Introduction
Ferruccio de Bortoli
Presidente Fondazione Corriere della Sera
Participants
Claudio Orazi
Sovrintendente della Fondazione Teatro Carlo Felice di Genova
Giuseppe Gerbino
Columbia University, New York
Francesco Zimei
Università degli Studi di Trento
Harvey Sachs
Curtis Institute of Music, Philadelphia
Federico Freni
Sottosegretario al Ministero dell’Economia e delle Finanze
Coordination
Enrico Girardi
Music critic for Corriere della Sera
Entry to the event is free, but reservations are required
For the occasion the book is presented
Italian Opera in the United States, 1800-1850:
At the Origins of a Cultural Migration
edited by Giuseppe Gerbino and Francesco Zimei,
preface by Claudio Orazi
Lucca, Libreria Musicale Italiana, 2023
Italian Opera in the United States, 1800-1850 explores the events that led Italian opera to cross the ocean and establish itself in the United States.
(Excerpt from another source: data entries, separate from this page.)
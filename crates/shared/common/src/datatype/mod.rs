//! Locale-aware value datatypes.
//!
//! A datatype formats values for display and parses user input back,
//! optionally using the number symbols of a locale.

mod format_strings;
mod number;

pub use format_strings::{FormatStrings, FormatStringsRegistry};
pub use number::{BigIntegerDatatype, LongDatatype, NumberFormat};

use crate::error::AppResult;

/// Conversion between a value type and its text form.
///
/// An absent value formats as an empty string and blank text parses as
/// `None`.
pub trait Datatype: Send + Sync {
    type Value;

    /// Identifier used to look the datatype up by name
    fn id(&self) -> &'static str;

    /// Column type used in DDL
    fn ddl(&self) -> &'static str;

    fn format(&self, value: Option<&Self::Value>) -> String;

    fn format_with_locale(&self, value: Option<&Self::Value>, locale: &str) -> String;

    fn parse(&self, text: &str) -> AppResult<Option<Self::Value>>;

    fn parse_with_locale(&self, text: &str, locale: &str) -> AppResult<Option<Self::Value>>;
}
A series of overlooked documentary finds, including previously unexplored documents from historians, sheds new light on this phenomenon, which saw Italian artists and intellectuals emigrate to the United States over the course of the century. Episodes already known but only partially understood, including Lorenzo Da Ponte’s personal campaign to promote the Italian language in the United States and the controversial opera season of the Park Theater in New York in 1825-26, are contextualized in the light of social, cultural and policies of the period. The book also traces a map of the complex network of people who worked to give life to Italian opera in America. This network included political refugees like Filippo Trajetta and Piero Maroncelli, passionate patrons like Dominick Lynch Jr., and daring and sometimes unscrupulous theater managers like Stephen Price and Charles W. Sandford. The Italian work was greeted with admiration and suspicion, optimism and skepticism, enthusiasm and irony. Musical traditions and national identities found new meanings along the path of this first Italian migration to North America.